Economic Security Is Now Driven by Science and Technology
National power and sovereign capabilities are increasingly shaped by AI, biotechnology, computing, materials and the institutional capacity to turn science into usable capability.
Policymakers often discuss economic security through the language of supply chains, critical minerals, subsidies, tariffs, procurement and trade diversification. Those issues are important, but they miss a larger strategic point.
The competition among advanced economies is increasingly about who can organize science, technology and talent into strategic capability.
Semiconductors are one example. Leadership in advanced chips is not simply the result of market forces or low-cost manufacturing. It depends on accumulated capabilities in materials science, process engineering, advanced equipment, design, fabrication, packaging, talent and supplier ecosystems. In an AI-driven economy, these capabilities now sit at the centre of data centres, cloud infrastructure, secure systems and next-generation industrial applications.
Battery technologies and advanced manufacturing tell a similar story. Competitive advantage comes not only from access to inputs, but from the ability to combine research, engineering, scale-up, standards, production know-how and industrial learning. Over time, these accumulated capabilities become strategic assets.
The lesson is not that every country can lead in every critical technology. It is that economic security increasingly depends on accumulated technological capability. Markets matter. But so do S&T institutions, standards, procurement, talent systems, research depth, patient capital and the ability to move from discovery to deployment.
This is where institutional architecture becomes decisive.
The United States’ DARPA is worth examining for that reason. Its current and recent portfolio shows how technological uncertainty can be structured in areas likely to shape future economic and security advantage.
In artificial intelligence, the emphasis is not simply on larger models or faster adoption. It is on interpretability, control, robustness and assurance. Programs such as AI Forge, Artificial Intelligence Quantified, DICE and SABER are focused on a practical problem: advanced AI will be most consequential in environments where failure is costly — cyber operations, infrastructure, logistics, scientific discovery and decision-making under uncertainty.
The key question is shifting from whether AI can perform a task to whether it can be understood, tested, secured and deployed reliably in contested or high-stakes settings.
Biotechnology shows a similar pattern. DARPA’s biological portfolio works at the intersection of biology, AI and engineering, including biological threat assessment, medical countermeasures, sensors, supply-chain resilience and novel manufacturing opportunities. Its work on protein sequencing and synthetic biology reflects a broader shift: biology is becoming a platform technology.
Its applications now extend well beyond health into food, materials, sensing, manufacturing and environmental resilience.
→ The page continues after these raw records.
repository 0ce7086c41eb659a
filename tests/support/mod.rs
// tests/support/mod.rs
// Shared by several integration test binaries; not every binary uses every
// helper.
#[allow(dead_code, unused_imports)]
pub mod mocks;

#[allow(dead_code, unused_imports)]
pub mod helpers;

#[allow(unused_imports)]
pub use mocks::*;

#[allow(unused_imports)]
pub use helpers::*;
The ability to measure, engineer and secure biological systems is becoming a source of economic and strategic advantage.
The point is not simply that DARPA funds ambitious research. It is that it defines hard problems, recruits expert program leadership, accepts technical risk and creates pathways from research to usable capability.
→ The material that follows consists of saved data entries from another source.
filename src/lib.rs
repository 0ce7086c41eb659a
pub mod application;
pub mod config;
pub mod domain;
pub mod infrastructure;
pub mod presentation;
pub mod articles;

pub use articles::{ArticleCreateRequest, ArticleResponse, ArticleUpdateRequest};
use super::ArticleQueryService;
use crate::{
    application::{dto::ArticleResponse, error::ApplicationResult},
    domain::article::ArticleId,
};

pub struct GetArticleByIdQuery {
    pub id: i64,
}

impl ArticleQueryService {
    /// `None` when nothing is stored under the id. Id `0` never names a row,
    /// so it short-circuits without a query.
    pub async fn get_article_by_id(
        &self,
        query: GetArticleByIdQuery,
    ) -> ApplicationResult<Option<ArticleResponse>> {
        let Ok(id) = ArticleId::new(query.id) else {
            return Ok(None);
        };

        let article = self.repo.find_by_id(id).await?;
        Ok(article.map(Into::into))
    }
}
DARPA’s work on low-energy computing reinforces the same point. AI is not only a software race. It is also an energy, hardware, materials and systems-integration race. The economics of advanced computing will depend not only on algorithms and data, but also on chips, electricity, cooling, supply chains and new computing architectures.
Its current and recent portfolio is useful because it shows where the economic-security frontier is moving: AI assurance, bioengineering, cyber resilience, advanced computing, critical technologies and the institutional mechanisms that connect them.
Economic security is becoming less about protecting the existing economy and more about building the technological foundations of the next one.